WHAT THIS TASK INVOLVES: Copy out every line holding the string "EntryKind" from the records below.

Stored data
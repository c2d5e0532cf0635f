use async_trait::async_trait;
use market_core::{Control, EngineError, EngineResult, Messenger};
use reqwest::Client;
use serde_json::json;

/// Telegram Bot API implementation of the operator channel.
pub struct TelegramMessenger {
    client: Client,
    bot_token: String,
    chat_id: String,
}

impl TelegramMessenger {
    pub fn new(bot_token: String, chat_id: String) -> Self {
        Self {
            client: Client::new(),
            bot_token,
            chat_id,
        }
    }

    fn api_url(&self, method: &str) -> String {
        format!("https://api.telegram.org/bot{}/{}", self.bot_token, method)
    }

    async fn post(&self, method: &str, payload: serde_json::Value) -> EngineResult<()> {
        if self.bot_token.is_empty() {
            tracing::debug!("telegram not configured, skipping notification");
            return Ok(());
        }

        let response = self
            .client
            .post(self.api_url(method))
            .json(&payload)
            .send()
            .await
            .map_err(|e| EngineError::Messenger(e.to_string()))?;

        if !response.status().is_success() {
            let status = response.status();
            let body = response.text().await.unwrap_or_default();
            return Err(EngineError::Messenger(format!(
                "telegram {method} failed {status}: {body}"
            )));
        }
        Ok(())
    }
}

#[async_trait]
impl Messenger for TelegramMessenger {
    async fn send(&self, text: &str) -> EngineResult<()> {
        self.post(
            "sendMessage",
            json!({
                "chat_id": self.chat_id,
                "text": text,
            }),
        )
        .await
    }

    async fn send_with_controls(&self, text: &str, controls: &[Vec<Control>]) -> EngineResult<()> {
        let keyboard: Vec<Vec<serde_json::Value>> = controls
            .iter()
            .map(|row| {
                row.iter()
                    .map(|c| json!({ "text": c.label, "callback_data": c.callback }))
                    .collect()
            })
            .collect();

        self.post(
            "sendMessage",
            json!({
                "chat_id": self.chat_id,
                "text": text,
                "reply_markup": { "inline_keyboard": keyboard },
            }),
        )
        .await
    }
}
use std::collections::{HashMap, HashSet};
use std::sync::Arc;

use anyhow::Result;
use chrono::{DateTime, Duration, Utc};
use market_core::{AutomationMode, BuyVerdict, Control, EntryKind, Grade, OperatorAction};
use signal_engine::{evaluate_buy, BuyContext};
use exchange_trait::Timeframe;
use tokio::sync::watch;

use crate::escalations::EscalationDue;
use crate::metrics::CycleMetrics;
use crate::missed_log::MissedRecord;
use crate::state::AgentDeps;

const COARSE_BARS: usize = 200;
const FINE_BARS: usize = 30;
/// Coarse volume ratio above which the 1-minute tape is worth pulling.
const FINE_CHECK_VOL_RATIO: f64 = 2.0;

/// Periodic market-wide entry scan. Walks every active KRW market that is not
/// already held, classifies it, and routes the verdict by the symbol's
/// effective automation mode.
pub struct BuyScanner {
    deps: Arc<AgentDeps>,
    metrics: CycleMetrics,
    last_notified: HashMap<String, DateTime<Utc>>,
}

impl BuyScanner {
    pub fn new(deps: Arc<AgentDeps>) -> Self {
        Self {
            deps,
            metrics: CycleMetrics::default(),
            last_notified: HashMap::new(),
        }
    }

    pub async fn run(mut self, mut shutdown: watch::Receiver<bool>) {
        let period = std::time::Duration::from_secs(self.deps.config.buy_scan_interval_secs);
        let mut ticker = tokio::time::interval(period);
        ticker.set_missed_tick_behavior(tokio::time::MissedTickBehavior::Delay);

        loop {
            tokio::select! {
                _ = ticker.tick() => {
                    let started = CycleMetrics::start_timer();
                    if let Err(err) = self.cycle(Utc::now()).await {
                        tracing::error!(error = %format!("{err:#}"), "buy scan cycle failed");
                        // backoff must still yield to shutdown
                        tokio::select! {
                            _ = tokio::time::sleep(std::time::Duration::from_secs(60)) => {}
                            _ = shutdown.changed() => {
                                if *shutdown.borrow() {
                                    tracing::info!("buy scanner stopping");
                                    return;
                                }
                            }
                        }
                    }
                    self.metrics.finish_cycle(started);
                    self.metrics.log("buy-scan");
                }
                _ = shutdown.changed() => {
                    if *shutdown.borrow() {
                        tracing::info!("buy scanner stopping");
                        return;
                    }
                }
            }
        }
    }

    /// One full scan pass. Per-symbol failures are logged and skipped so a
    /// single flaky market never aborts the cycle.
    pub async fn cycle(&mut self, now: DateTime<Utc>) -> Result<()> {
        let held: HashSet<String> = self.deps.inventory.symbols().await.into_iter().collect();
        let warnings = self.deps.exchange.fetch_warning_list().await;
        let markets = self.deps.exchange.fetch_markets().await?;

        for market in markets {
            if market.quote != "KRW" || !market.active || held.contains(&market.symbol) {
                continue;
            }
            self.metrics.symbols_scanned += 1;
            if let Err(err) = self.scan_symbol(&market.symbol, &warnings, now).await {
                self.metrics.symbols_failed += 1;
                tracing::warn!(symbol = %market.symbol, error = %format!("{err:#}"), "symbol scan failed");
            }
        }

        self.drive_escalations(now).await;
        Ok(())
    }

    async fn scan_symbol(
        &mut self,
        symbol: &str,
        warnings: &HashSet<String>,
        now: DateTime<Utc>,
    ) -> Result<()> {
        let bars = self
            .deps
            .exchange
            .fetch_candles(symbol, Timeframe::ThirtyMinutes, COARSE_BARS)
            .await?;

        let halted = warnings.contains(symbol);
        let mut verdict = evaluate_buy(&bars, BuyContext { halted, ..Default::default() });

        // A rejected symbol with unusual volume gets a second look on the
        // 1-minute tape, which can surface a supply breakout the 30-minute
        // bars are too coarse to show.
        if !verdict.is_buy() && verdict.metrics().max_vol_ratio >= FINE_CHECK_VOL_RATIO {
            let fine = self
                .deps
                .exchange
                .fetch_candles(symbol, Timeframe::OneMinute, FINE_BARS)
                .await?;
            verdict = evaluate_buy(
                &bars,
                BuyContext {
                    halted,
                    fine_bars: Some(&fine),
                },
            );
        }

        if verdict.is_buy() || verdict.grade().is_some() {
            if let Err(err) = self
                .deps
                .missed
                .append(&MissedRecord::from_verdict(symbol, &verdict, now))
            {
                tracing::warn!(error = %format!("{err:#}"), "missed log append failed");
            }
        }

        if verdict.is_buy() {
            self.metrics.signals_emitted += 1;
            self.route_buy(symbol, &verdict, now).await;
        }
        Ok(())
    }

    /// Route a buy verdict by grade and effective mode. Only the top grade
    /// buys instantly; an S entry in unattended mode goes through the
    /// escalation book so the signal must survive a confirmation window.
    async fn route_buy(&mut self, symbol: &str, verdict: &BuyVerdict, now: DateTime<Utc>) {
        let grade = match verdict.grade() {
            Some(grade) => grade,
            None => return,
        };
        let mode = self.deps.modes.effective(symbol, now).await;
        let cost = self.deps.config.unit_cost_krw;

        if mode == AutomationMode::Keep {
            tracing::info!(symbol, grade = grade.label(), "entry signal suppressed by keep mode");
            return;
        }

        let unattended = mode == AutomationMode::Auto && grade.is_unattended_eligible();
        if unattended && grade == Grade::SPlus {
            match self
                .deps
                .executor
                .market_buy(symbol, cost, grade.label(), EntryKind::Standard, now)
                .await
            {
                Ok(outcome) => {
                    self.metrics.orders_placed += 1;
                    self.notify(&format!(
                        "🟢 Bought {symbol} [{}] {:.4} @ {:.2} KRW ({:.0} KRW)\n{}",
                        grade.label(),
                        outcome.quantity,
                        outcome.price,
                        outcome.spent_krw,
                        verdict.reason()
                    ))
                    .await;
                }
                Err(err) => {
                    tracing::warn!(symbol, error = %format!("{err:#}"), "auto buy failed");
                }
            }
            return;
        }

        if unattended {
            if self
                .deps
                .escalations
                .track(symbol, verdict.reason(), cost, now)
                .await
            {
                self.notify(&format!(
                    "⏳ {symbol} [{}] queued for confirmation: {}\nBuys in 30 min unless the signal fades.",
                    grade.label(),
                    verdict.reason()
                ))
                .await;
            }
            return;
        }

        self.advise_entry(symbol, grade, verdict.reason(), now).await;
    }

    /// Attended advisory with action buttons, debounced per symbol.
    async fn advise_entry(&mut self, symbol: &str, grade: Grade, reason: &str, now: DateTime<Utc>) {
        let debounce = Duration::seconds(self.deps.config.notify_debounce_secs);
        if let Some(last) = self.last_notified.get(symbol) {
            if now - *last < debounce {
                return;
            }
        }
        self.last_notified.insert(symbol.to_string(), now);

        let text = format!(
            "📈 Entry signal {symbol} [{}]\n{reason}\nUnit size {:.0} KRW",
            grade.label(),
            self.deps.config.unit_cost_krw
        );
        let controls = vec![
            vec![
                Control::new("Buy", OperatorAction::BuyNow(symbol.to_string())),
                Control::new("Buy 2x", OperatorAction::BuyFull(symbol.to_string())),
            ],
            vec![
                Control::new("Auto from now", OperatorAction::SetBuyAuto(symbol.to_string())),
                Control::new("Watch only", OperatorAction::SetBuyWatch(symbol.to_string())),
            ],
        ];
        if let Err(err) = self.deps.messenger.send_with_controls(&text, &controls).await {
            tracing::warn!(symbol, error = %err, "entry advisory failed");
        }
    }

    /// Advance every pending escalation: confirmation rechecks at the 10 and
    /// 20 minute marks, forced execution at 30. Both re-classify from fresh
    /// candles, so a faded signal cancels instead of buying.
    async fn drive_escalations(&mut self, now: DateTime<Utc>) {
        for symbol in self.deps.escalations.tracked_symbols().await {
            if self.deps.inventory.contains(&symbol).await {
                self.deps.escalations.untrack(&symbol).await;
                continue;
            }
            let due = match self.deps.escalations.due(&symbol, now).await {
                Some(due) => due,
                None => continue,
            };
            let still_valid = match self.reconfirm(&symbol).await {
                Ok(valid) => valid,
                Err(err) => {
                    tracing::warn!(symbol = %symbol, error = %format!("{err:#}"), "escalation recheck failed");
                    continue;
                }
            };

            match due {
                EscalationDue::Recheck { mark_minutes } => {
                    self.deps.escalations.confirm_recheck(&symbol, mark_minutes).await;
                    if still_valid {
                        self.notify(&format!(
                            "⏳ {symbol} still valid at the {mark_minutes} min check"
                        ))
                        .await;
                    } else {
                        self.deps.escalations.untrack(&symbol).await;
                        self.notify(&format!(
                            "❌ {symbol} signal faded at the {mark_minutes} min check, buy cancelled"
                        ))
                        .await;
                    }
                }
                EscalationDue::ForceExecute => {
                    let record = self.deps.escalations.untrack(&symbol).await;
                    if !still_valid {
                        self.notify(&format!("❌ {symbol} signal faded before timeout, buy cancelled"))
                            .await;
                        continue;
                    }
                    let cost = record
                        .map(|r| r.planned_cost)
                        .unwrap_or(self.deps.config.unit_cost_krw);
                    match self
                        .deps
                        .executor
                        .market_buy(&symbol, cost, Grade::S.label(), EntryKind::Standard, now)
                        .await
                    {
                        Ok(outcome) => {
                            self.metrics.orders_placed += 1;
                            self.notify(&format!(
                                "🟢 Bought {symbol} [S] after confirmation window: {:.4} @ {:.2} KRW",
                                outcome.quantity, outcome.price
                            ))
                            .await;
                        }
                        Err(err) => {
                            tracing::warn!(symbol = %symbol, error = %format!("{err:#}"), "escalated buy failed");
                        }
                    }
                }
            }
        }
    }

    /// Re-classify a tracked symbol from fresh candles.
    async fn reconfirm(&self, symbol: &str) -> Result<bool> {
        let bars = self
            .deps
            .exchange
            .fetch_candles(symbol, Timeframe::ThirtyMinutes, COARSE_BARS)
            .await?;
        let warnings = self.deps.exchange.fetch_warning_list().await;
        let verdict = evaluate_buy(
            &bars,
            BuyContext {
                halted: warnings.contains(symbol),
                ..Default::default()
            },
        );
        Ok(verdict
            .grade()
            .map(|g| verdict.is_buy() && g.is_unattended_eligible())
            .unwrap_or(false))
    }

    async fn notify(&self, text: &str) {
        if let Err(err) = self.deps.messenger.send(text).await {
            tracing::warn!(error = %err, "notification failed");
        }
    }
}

OUTPUT FOR THIS EXERCISE:
use market_core::{AutomationMode, BuyVerdict, Control, EntryKind, Grade, OperatorAction};
                .market_buy(symbol, cost, grade.label(), EntryKind::Standard, now)
                        .market_buy(&symbol, cost, Grade::S.label(), EntryKind::Standard, now)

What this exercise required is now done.